### Saved data entries
----
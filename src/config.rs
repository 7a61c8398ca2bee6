//! Process configuration read from the environment (and `.env` via dotenvy)

use std::env;
use std::net::SocketAddr;

use thiserror::Error;

const DEFAULT_BIND_ADDR: &str = "0.0.0.0:3000";

#[derive(Debug, Error)]
pub enum ConfigError {
    #[error("{0} must be set")]
    Missing(&'static str),

    #[error("Invalid value for {name}: {value}")]
    Invalid { name: &'static str, value: String },
}

#[derive(Debug, Clone)]
pub struct AppConfig {
    pub database_url: String,
    pub bind_addr: SocketAddr,
    /// Empty means any origin is allowed
    pub cors_allowed_origins: Vec<String>,
    pub run_migrations: bool,
}

impl AppConfig {
    pub fn from_env() -> Result<Self, ConfigError> {
        Self::from_lookup(|name| env::var(name).ok())
    }

    fn from_lookup<F>(lookup: F) -> Result<Self, ConfigError>
    where
        F: Fn(&str) -> Option<String>,
    {
        let database_url = lookup("DATABASE_URL")
            .filter(|v| !v.trim().is_empty())
            .ok_or(ConfigError::Missing("DATABASE_URL"))?;

        let bind_raw = lookup("BIND_ADDR").unwrap_or_else(|| DEFAULT_BIND_ADDR.to_string());
        let bind_addr = bind_raw.parse::<SocketAddr>().map_err(|_| ConfigError::Invalid {
            name: "BIND_ADDR",
            value: bind_raw.clone(),
        })?;

        let cors_allowed_origins = lookup("CORS_ALLOWED_ORIGINS")
            .map(|raw| {
                raw.split(',')
                    .map(str::trim)
                    .filter(|o| !o.is_empty() && *o != "*")
                    .map(str::to_string)
                    .collect()
            })
            .unwrap_or_default();

        let run_migrations = match lookup("RUN_MIGRATIONS") {
            None => true,
            Some(raw) => match raw.trim().to_lowercase().as_str() {
                "1" | "true" | "yes" => true,
                "0" | "false" | "no" => false,
                _ => {
                    return Err(ConfigError::Invalid {
                        name: "RUN_MIGRATIONS",
                        value: raw,
                    })
                }
            },
        };

        Ok(Self {
            database_url,
            bind_addr,
            cors_allowed_origins,
            run_migrations,
        })
    }
}
//! `SeaORM` Entity for addresses table

use sea_orm::entity::prelude::*;
use serde::{Deserialize, Serialize};

#[derive(Clone, Debug, PartialEq, DeriveEntityModel, Serialize, Deserialize)]
#[sea_orm(table_name = "addresses")]
pub struct Model {
    #[sea_orm(primary_key)]
    pub id: i32,
    pub user_id: i32,
    pub street: String,
    pub city: String,
    pub reference: Option<String>,
    /// Forward-geocoded position
    pub latitude: Option<f64>,
    pub longitude: Option<f64>,
    /// Pin placed by hand on the map, preferred over the geocoded one
    pub refined_latitude: Option<f64>,
    pub refined_longitude: Option<f64>,
    pub created_at: DateTimeUtc,
}

#[derive(Copy, Clone, Debug, EnumIter, DeriveRelation)]
pub enum Relation {
    #[sea_orm(
        belongs_to = "super::users::Entity",
        from = "Column::UserId",
        to = "super::users::Column::Id",
        on_delete = "Cascade"
    )]
    Users,
}

impl Related<super::users::Entity> for Entity {
    fn to() -> RelationDef {
        Relation::Users.def()
    }
}

impl ActiveModelBehavior for ActiveModel {}
//! Access policy
//!
//! Every service operation calls [`authorize`] with the acting user before
//! touching the store, so the same rules hold no matter which transport
//! invoked it.

use crate::entities::users;
use crate::models::order::OrderStatus;
use crate::models::user::Role;
use crate::services::error::ServiceError;

/// The user performing an operation
#[derive(Debug, Clone, Copy, PartialEq, Eq)]
pub struct Actor {
    pub user_id: i32,
    pub role: Role,
}

impl Actor {
    pub fn new(user_id: i32, role: Role) -> Self {
        Self { user_id, role }
    }

    pub fn from_user(user: &users::Model) -> Result<Self, ServiceError> {
        let role = user.role.parse::<Role>().map_err(ServiceError::Validation)?;
        Ok(Self::new(user.id, role))
    }
}

/// Things an actor may attempt
#[derive(Debug, Clone, Copy, PartialEq, Eq)]
pub enum Action {
    CreateOrderFor { owner_id: i32 },
    ViewOrder { owner_id: i32, delivery_user_id: Option<i32> },
    ViewOrdersOf { user_id: i32 },
    ViewDeliveryQueue { delivery_user_id: i32 },
    ListOrders,
    SetStatus { target: OrderStatus, delivery_user_id: Option<i32> },
    AssignDelivery,
    ReviseItems,
    ConfirmReceipt { owner_id: i32 },
    ManageCatalog,
    ManageAddresses { owner_id: i32 },
    ViewDirectory,
    ViewUser { user_id: i32 },
    ManageUsers,
}

/// Decide whether `actor` may perform `action`
pub fn authorize(actor: &Actor, action: &Action) -> Result<(), ServiceError> {
    if is_allowed(actor, action) {
        Ok(())
    } else {
        tracing::debug!(
            user_id = actor.user_id,
            role = %actor.role,
            action = ?action,
            "Action denied"
        );
        Err(ServiceError::Forbidden(format!(
            "role '{}' may not perform {:?}",
            actor.role, action
        )))
    }
}

fn is_allowed(actor: &Actor, action: &Action) -> bool {
    let is_self = |id: i32| actor.user_id == id;

    match (actor.role, *action) {
        (Role::Admin, _) => true,

        (_, Action::CreateOrderFor { owner_id }) => is_self(owner_id),
        (Role::Production, Action::ViewOrder { .. }) => true,
        (Role::Delivery, Action::ViewOrder { delivery_user_id, .. }) => {
            delivery_user_id == Some(actor.user_id)
        }
        (Role::Client, Action::ViewOrder { owner_id, .. }) => is_self(owner_id),

        (Role::Production, Action::ViewOrdersOf { .. }) => true,
        (_, Action::ViewOrdersOf { user_id }) => is_self(user_id),

        (Role::Delivery, Action::ViewDeliveryQueue { delivery_user_id }) => is_self(delivery_user_id),
        (Role::Production, Action::ViewDeliveryQueue { .. }) => true,

        // Delivery users get the list narrowed to their own assignments
        (Role::Production | Role::Delivery, Action::ListOrders) => true,

        (Role::Production, Action::SetStatus { target, .. }) => {
            matches!(target, OrderStatus::EnProduccion | OrderStatus::Finalizado)
        }
        (Role::Delivery, Action::SetStatus { target, delivery_user_id }) => {
            delivery_user_id == Some(actor.user_id)
                && matches!(target, OrderStatus::EnCamino | OrderStatus::EnEntrega)
        }

        (_, Action::ConfirmReceipt { owner_id }) => is_self(owner_id),
        (_, Action::ManageAddresses { owner_id }) => is_self(owner_id),

        (Role::Production, Action::ViewDirectory) => true,
        (Role::Production | Role::Delivery, Action::ViewUser { .. }) => true,
        (_, Action::ViewUser { user_id }) => is_self(user_id),

        _ => false,
    }
}
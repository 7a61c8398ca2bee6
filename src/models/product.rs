//! Catalog request/response models

use chrono::{DateTime, Utc};
use rust_decimal::Decimal;
use serde::{Deserialize, Serialize};

use crate::entities::products;
use crate::services::catalog::{NewProduct, ProductChanges};
use crate::services::price_utils::money;

/// GET /products query
#[derive(Debug, Clone, Default, Deserialize)]
pub struct ProductListQuery {
    pub category: Option<String>,
}

/// POST /products body
#[derive(Debug, Clone, Serialize, Deserialize)]
pub struct CreateProductRequest {
    pub name: String,
    pub category: String,
    pub price: Decimal,
    #[serde(default)]
    pub image: Option<String>,
}

impl From<CreateProductRequest> for NewProduct {
    fn from(req: CreateProductRequest) -> Self {
        Self {
            name: req.name,
            category: req.category,
            price: req.price,
            image: req.image,
        }
    }
}

/// PATCH /products/{id} body
#[derive(Debug, Clone, Default, Serialize, Deserialize)]
pub struct UpdateProductRequest {
    #[serde(default)]
    pub name: Option<String>,
    #[serde(default)]
    pub category: Option<String>,
    #[serde(default)]
    pub price: Option<Decimal>,
    #[serde(default)]
    pub image: Option<String>,
}

impl From<UpdateProductRequest> for ProductChanges {
    fn from(req: UpdateProductRequest) -> Self {
        Self {
            name: req.name,
            category: req.category,
            price: req.price,
            image: req.image,
        }
    }
}

#[derive(Debug, Clone, Serialize, Deserialize)]
#[serde(rename_all = "camelCase")]
pub struct ProductResponse {
    pub id: i32,
    pub name: String,
    pub category: String,
    pub price: Decimal,
    pub image: Option<String>,
    pub created_at: DateTime<Utc>,
    pub updated_at: DateTime<Utc>,
}

impl From<products::Model> for ProductResponse {
    fn from(model: products::Model) -> Self {
        Self {
            id: model.id,
            name: model.name,
            category: model.category,
            price: money(model.price),
            image: model.image,
            created_at: model.created_at,
            updated_at: model.updated_at,
        }
    }
}
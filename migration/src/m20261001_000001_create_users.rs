//! Users and their flat role (client, admin, delivery, production)

use sea_orm_migration::prelude::*;

#[derive(DeriveMigrationName)]
pub struct Migration;

#[async_trait::async_trait]
impl MigrationTrait for Migration {
    async fn up(&self, manager: &SchemaManager) -> Result<(), DbErr> {
        manager
            .create_table(
                Table::create()
                    .table(Users::Table)
                    .if_not_exists()
                    .col(
                        ColumnDef::new(Users::Id)
                            .integer()
                            .not_null()
                            .auto_increment()
                            .primary_key(),
                    )
                    .col(
                        ColumnDef::new(Users::Email)
                            .string_len(255)
                            .not_null()
                            .unique_key(),
                    )
                    .col(ColumnDef::new(Users::FullName).string_len(255).not_null())
                    .col(ColumnDef::new(Users::Phone).string_len(50).null())
                    .col(
                        ColumnDef::new(Users::Role)
                            .string_len(20)
                            .not_null()
                            .default("client"),
                    )
                    .col(
                        ColumnDef::new(Users::CreatedAt)
                            .timestamp_with_time_zone()
                            .not_null(),
                    )
                    .to_owned(),
            )
            .await?;

        // Staff panels list users by role
        manager
            .create_index(
                Index::create()
                    .name("idx_users_role")
                    .table(Users::Table)
                    .col(Users::Role)
                    .to_owned(),
            )
            .await?;

        Ok(())
    }

    async fn down(&self, manager: &SchemaManager) -> Result<(), DbErr> {
        manager
            .drop_table(Table::drop().table(Users::Table).to_owned())
            .await
    }
}

#[derive(DeriveIden)]
pub(crate) enum Users {
    Table,
    Id,
    Email,
    FullName,
    Phone,
    Role,
    CreatedAt,
}
//! Acting-user resolution from the `x-user-id` header

use axum::{
    http::{header::HeaderMap, StatusCode},
    Json,
};
use tracing::warn;

use crate::handlers::{map_service_error, ApiError};
use crate::models::common::ErrorResponse;
use crate::services::error::ServiceError;
use crate::services::policy::Actor;
use crate::AppState;

pub const USER_HEADER: &str = "x-user-id";

fn unauthorized(message: &str) -> ApiError {
    (
        StatusCode::UNAUTHORIZED,
        Json(ErrorResponse::new(message, "UNAUTHORIZED")),
    )
}

fn header_user_id(headers: &HeaderMap) -> Result<Option<i32>, ApiError> {
    let Some(raw) = headers.get(USER_HEADER) else {
        return Ok(None);
    };

    raw.to_str()
        .ok()
        .and_then(|v| v.trim().parse::<i32>().ok())
        .map(Some)
        .ok_or_else(|| {
            warn!("Malformed x-user-id header");
            unauthorized("Invalid x-user-id header")
        })
}

/// Resolve the acting user, or 401 when absent or unknown
pub async fn require_actor(state: &AppState, headers: &HeaderMap) -> Result<Actor, ApiError> {
    match optional_actor(state, headers).await? {
        Some(actor) => Ok(actor),
        None => {
            warn!("Missing x-user-id header");
            Err(unauthorized("Missing x-user-id header"))
        }
    }
}

/// Resolve the acting user if the header is present
pub async fn optional_actor(state: &AppState, headers: &HeaderMap) -> Result<Option<Actor>, ApiError> {
    let Some(user_id) = header_user_id(headers)? else {
        return Ok(None);
    };

    match state.directory.actor(user_id).await {
        Ok(actor) => Ok(Some(actor)),
        Err(ServiceError::NotFound(_)) => {
            warn!(user_id = user_id, "Unknown acting user");
            Err(unauthorized("Unknown user"))
        }
        Err(e) => Err(map_service_error(e)),
    }
}
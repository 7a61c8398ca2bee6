use axum::{
    http::{HeaderName, HeaderValue, Method},
    routing::{delete, get, patch},
    Router,
};
use tower::ServiceBuilder;
use tower_http::{
    cors::{AllowOrigin, Any, CorsLayer},
    trace::TraceLayer,
};
use tracing::warn;

use crate::handlers::{addresses, auth::USER_HEADER, health, orders, products, users};
use crate::AppState;

/// CORS for the storefront and staff panels. An empty list allows any origin.
pub fn cors_layer(allowed_origins: &[String]) -> CorsLayer {
    let layer = CorsLayer::new()
        .allow_methods([Method::GET, Method::POST, Method::PATCH, Method::DELETE])
        .allow_headers([
            axum::http::header::CONTENT_TYPE,
            HeaderName::from_static(USER_HEADER),
        ]);

    if allowed_origins.is_empty() {
        return layer.allow_origin(Any);
    }

    let origins: Vec<HeaderValue> = allowed_origins
        .iter()
        .filter_map(|origin| match HeaderValue::from_str(origin) {
            Ok(value) => Some(value),
            Err(_) => {
                warn!(origin = %origin, "Ignoring invalid CORS origin");
                None
            }
        })
        .collect();

    layer.allow_origin(AllowOrigin::list(origins))
}

pub fn router(state: AppState, allowed_origins: &[String]) -> Router {
    Router::new()
        .route("/health", get(health::health))
        .route("/orders", get(orders::list_orders).post(orders::create_order))
        .route("/orders/user/{user_id}", get(orders::get_user_orders))
        .route("/orders/delivery/{user_id}", get(orders::get_delivery_orders))
        .route("/orders/{id}", get(orders::get_order).patch(orders::patch_order))
        .route("/orders/{id}/assign", patch(orders::assign_delivery))
        .route("/orders/{id}/status", patch(orders::update_status))
        .route("/orders/{id}/confirm", patch(orders::confirm_receipt))
        .route("/products", get(products::list_products).post(products::create_product))
        .route(
            "/products/{id}",
            get(products::get_product)
                .patch(products::update_product)
                .delete(products::delete_product),
        )
        .route("/users", get(users::list_users).post(users::create_user))
        .route("/users/{id}", get(users::get_user))
        .route("/users/{id}/role", patch(users::set_role))
        .route(
            "/users/{id}/addresses",
            get(addresses::list_addresses).post(addresses::create_address),
        )
        .route("/addresses/{id}", delete(addresses::delete_address))
        .layer(
            ServiceBuilder::new()
                .layer(TraceLayer::new_for_http())
                .layer(cors_layer(allowed_origins)),
        )
        .with_state(state)
}
#[tokio::test]
async fn test_delivery_flow_and_receipt() {
    let f = fixture().await;
    let id = place_order(&f).await.order.id;

    // Receipt cannot be confirmed before the order leaves the bakery
    let err = f.state.orders.confirm_receipt(&f.client, id).await.unwrap_err();
    assert!(matches!(err, ServiceError::InvalidTransition(_)));

    set_status(&f, &f.baker, id, OrderStatus::EnProduccion).await;
    set_status(&f, &f.baker, id, OrderStatus::Finalizado).await;

    // Rider cannot touch orders not assigned to them
    let err = f
        .state
        .orders
        .update_status(&f.rider, id, "En camino", None)
        .await
        .unwrap_err();
    assert!(matches!(err, ServiceError::Forbidden(_)));

    f.state
        .orders
        .assign_delivery(&f.admin, id, Some(f.rider.user_id), None)
        .await
        .unwrap();
    set_status(&f, &f.rider, id, OrderStatus::EnCamino).await;

    let queue = f
        .state
        .orders
        .find_by_delivery_user(&f.rider, f.rider.user_id)
        .await
        .unwrap();
    assert_eq!(queue.len(), 1);

    let details = f.state.orders.confirm_receipt(&f.client, id).await.unwrap();
    assert_eq!(details.order.status, "Entregado");
}

#[tokio::test]
async fn test_stale_expected_version_conflicts() {
    let f = fixture().await;
    let id = place_order(&f).await.order.id;

    set_status(&f, &f.baker, id, OrderStatus::EnProduccion).await;

    let err = f
        .state
        .orders
        .update_status(&f.admin, id, "Finalizado", Some(1))
        .await
        .unwrap_err();
    assert!(matches!(err, ServiceError::Conflict(_)));

    let err = f
        .state
        .orders
        .revise_items(
            &f.admin,
            id,
            Revision {
                items: revised(&f, 3),
                reason: Some("more".to_string()),
                expected_version: Some(1),
                ..Default::default()
            },
        )
        .await
        .unwrap_err();
    assert!(matches!(err, ServiceError::Conflict(_)));

    let details = f
        .state
        .orders
        .update_status(&f.admin, id, "Finalizado", Some(2))
        .await
        .unwrap();
    assert_eq!(details.order.version, 3);
}
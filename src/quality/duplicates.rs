use crate::domain::model::{DuplicateGroup, MatchKind, Record, SimilarityMatch};
use crate::quality::similarity::{normalize, normalized_similarity};
use std::collections::HashSet;

pub const DEFAULT_TITLE_THRESHOLD: f64 = 0.85;
pub const DEFAULT_CONTENT_THRESHOLD: f64 = 0.9;

/// Index-level match, before ids are attached.
#[derive(Debug, Clone, Copy)]
struct IndexedMatch {
    base: usize,
    other: usize,
    similarity: f64,
    kind: MatchKind,
}

/// Pairwise near-duplicate finder over a record snapshot.
///
/// Quadratic in the number of records; meant for the tens-to-hundreds range a
/// single request deals with.
#[derive(Debug, Clone, Copy)]
pub struct DuplicateDetector {
    title_threshold: f64,
    content_threshold: f64,
}

impl Default for DuplicateDetector {
    fn default() -> Self {
        Self::new(DEFAULT_TITLE_THRESHOLD, DEFAULT_CONTENT_THRESHOLD)
    }
}

impl DuplicateDetector {
    pub fn new(title_threshold: f64, content_threshold: f64) -> Self {
        Self {
            title_threshold,
            content_threshold,
        }
    }

    /// Matches grouped per comparison base.
    ///
    /// Each base that matched anything is emitted first as an `exact`
    /// self-match, followed by its matches. A record that was matched is never
    /// used as a base afterwards, so chains like A~B~C with A!~C are reported
    /// as the pair A~B only.
    pub fn find_duplicates(&self, records: &[Record]) -> Vec<SimilarityMatch> {
        let indexed = self.find_indexed(records);
        let mut matches = Vec::with_capacity(indexed.len());
        let mut last_base = None;

        for m in &indexed {
            if last_base != Some(m.base) {
                last_base = Some(m.base);
                matches.push(SimilarityMatch {
                    source_id: records[m.base].id.clone(),
                    record_id: records[m.base].id.clone(),
                    similarity: 1.0,
                    kind: MatchKind::Exact,
                });
            }
            matches.push(SimilarityMatch {
                source_id: records[m.base].id.clone(),
                record_id: records[m.other].id.clone(),
                similarity: m.similarity,
                kind: m.kind,
            });
        }

        matches
    }

    /// Input records minus every record that was matched against an earlier base.
    pub fn remove_duplicates(&self, records: Vec<Record>) -> Vec<Record> {
        let dropped: HashSet<usize> = self.find_indexed(&records).iter().map(|m| m.other).collect();
        let before = records.len();

        let kept: Vec<Record> = records
            .into_iter()
            .enumerate()
            .filter(|(index, _)| !dropped.contains(index))
            .map(|(_, record)| record)
            .collect();

        tracing::debug!("Removed {} duplicates ({} -> {})", before - kept.len(), before, kept.len());
        kept
    }

    fn find_indexed(&self, records: &[Record]) -> Vec<IndexedMatch> {
        let titles: Vec<String> = records.iter().map(|r| normalize(&r.title)).collect();
        let contents: Vec<Option<String>> = records
            .iter()
            .map(|r| r.content_text().map(normalize))
            .collect();

        let mut processed = vec![false; records.len()];
        let mut matches = Vec::new();

        for i in 0..records.len() {
            if processed[i] {
                continue;
            }

            let first_match = matches.len();
            for j in (i + 1)..records.len() {
                if processed[j] {
                    continue;
                }
                let before = matches.len();

                let title_score = normalized_similarity(&titles[i], &titles[j]);
                if records[i].title == records[j].title || title_score >= 1.0 {
                    matches.push(IndexedMatch {
                        base: i,
                        other: j,
                        similarity: 1.0,
                        kind: MatchKind::Exact,
                    });
                } else if title_score >= self.title_threshold {
                    matches.push(IndexedMatch {
                        base: i,
                        other: j,
                        similarity: title_score,
                        kind: MatchKind::Fuzzy,
                    });
                }

                if let (Some(a), Some(b)) = (&contents[i], &contents[j]) {
                    let content_score = normalized_similarity(a, b);
                    if content_score >= self.content_threshold {
                        matches.push(IndexedMatch {
                            base: i,
                            other: j,
                            similarity: content_score,
                            kind: MatchKind::Semantic,
                        });
                    }
                }

                if matches.len() > before {
                    processed[j] = true;
                }
            }

            if matches.len() > first_match {
                processed[i] = true;
            }
        }

        tracing::debug!(
            "Duplicate scan over {} records produced {} matches",
            records.len(),
            matches.len()
        );
        matches
    }
}

/// Collapse a match list into one group per comparison base.
pub fn duplicate_groups(matches: &[SimilarityMatch]) -> Vec<DuplicateGroup> {
    let mut groups: Vec<DuplicateGroup> = Vec::new();

    for m in matches {
        if m.is_self_match() {
            groups.push(DuplicateGroup {
                canonical_id: m.source_id.clone(),
                duplicate_ids: Vec::new(),
            });
            continue;
        }

        let starts_group = groups
            .last()
            .map_or(true, |group| group.canonical_id != m.source_id);
        if starts_group {
            groups.push(DuplicateGroup {
                canonical_id: m.source_id.clone(),
                duplicate_ids: Vec::new(),
            });
        }

        if let Some(group) = groups.last_mut() {
            if !group.duplicate_ids.contains(&m.record_id) {
                group.duplicate_ids.push(m.record_id.clone());
            }
        }
    }

    groups
}

#[cfg(test)]
mod tests {
    use super::*;

    fn record(id: &str, title: &str) -> Record {
        Record::new(id, title)
    }

    #[test]
    fn test_empty_input_yields_no_matches() {
        let detector = DuplicateDetector::default();
        assert!(detector.find_duplicates(&[]).is_empty());
        assert!(duplicate_groups(&[]).is_empty());
    }

    #[test]
    fn test_trailing_space_is_exact_match() {
        let records = vec![
            record("a", "FDA 510(k): Device X"),
            record("b", "FDA 510(k): Device X "),
        ];
        let matches = DuplicateDetector::default().find_duplicates(&records);

        assert_eq!(matches.len(), 2);
        assert!(matches[0].is_self_match());
        assert_eq!(matches[0].source_id, "a");
        assert_eq!(matches[1].record_id, "b");
        assert_eq!(matches[1].kind, MatchKind::Exact);
        assert_eq!(matches[1].similarity, 1.0);
    }

    #[test]
    fn test_fuzzy_match_above_threshold() {
        let records = vec![
            record("a", "EMA Guideline on AI Devices"),
            record("b", "EMA Guidelines on AI Devices"),
            record("c", "Recall of infusion pumps"),
        ];
        let matches = DuplicateDetector::default().find_duplicates(&records);

        assert_eq!(matches.len(), 2);
        assert_eq!(matches[1].record_id, "b");
        assert_eq!(matches[1].kind, MatchKind::Fuzzy);
        assert!(matches[1].similarity >= 0.85 && matches[1].similarity < 1.0);
    }

    #[test]
    fn test_guidance_pair_is_fuzzy_at_lower_threshold() {
        let records = vec![
            record("a", "EMA Guideline on AI"),
            record("b", "EMA Guidance for AI"),
        ];

        assert!(DuplicateDetector::default().find_duplicates(&records).is_empty());

        let matches = DuplicateDetector::new(0.65, 0.9).find_duplicates(&records);
        assert_eq!(matches.len(), 2);
        assert_eq!(matches[1].kind, MatchKind::Fuzzy);
    }

    #[test]
    fn test_semantic_match_is_independent_of_title() {
        let body = "The manufacturer recalls all lots of the infusion pump due to a software defect in the dosing module.";
        let records = vec![
            record("a", "Urgent field safety notice").with_content(body),
            record("b", "Completely different heading").with_content(body),
        ];
        let matches = DuplicateDetector::default().find_duplicates(&records);

        assert_eq!(matches.len(), 2);
        assert_eq!(matches[1].kind, MatchKind::Semantic);
    }

    #[test]
    fn test_pair_can_match_fuzzy_and_semantic() {
        let body = "Identical body text describing the clearance decision for the device.";
        let records = vec![
            record("a", "EMA Guideline on AI Devices").with_content(body),
            record("b", "EMA Guidelines on AI Devices").with_content(body),
        ];
        let matches = DuplicateDetector::default().find_duplicates(&records);

        let kinds: Vec<MatchKind> = matches.iter().map(|m| m.kind).collect();
        assert_eq!(kinds, vec![MatchKind::Exact, MatchKind::Fuzzy, MatchKind::Semantic]);

        let groups = duplicate_groups(&matches);
        assert_eq!(groups.len(), 1);
        assert_eq!(groups[0].duplicate_ids, vec!["b".to_string()]);
    }

    #[test]
    fn test_missing_content_skips_semantic_check() {
        let records = vec![
            record("a", "Alpha").with_content("same words here"),
            record("b", "Omega"),
        ];
        assert!(DuplicateDetector::default().find_duplicates(&records).is_empty());
    }

    #[test]
    fn test_matched_records_are_not_bases() {
        let records = vec![
            record("a", "Device X"),
            record("b", "Device X"),
            record("c", "Device X"),
            record("d", "Other"),
            record("e", "Other"),
        ];
        let matches = DuplicateDetector::default().find_duplicates(&records);
        let groups = duplicate_groups(&matches);

        assert_eq!(groups.len(), 2);
        assert_eq!(groups[0].canonical_id, "a");
        assert_eq!(groups[0].duplicate_ids, vec!["b".to_string(), "c".to_string()]);
        assert_eq!(groups[1].canonical_id, "d");
        assert!(matches
            .iter()
            .filter(|m| m.is_self_match())
            .all(|m| m.kind == MatchKind::Exact && m.similarity == 1.0));
    }

    #[test]
    fn test_no_record_matched_to_itself_as_different() {
        let records = vec![
            record("a", "Same"),
            record("b", "Same"),
            record("c", "Same "),
            record("d", "Different entirely"),
        ];
        for m in DuplicateDetector::default().find_duplicates(&records) {
            if m.source_id == m.record_id {
                assert_eq!(m.kind, MatchKind::Exact);
                assert_eq!(m.similarity, 1.0);
            }
        }
    }

    #[test]
    fn test_remove_duplicates_keeps_canonical_records() {
        let records = vec![
            record("a", "Device X"),
            record("b", "Unrelated notice"),
            record("c", "Device X"),
        ];
        let kept = DuplicateDetector::default().remove_duplicates(records);
        let ids: Vec<&str> = kept.iter().map(|r| r.id.as_str()).collect();
        assert_eq!(ids, vec!["a", "b"]);
    }
}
----
### What is required
Report how many lines in the data contain the word "kinds", with no words besides the number.

### Response
2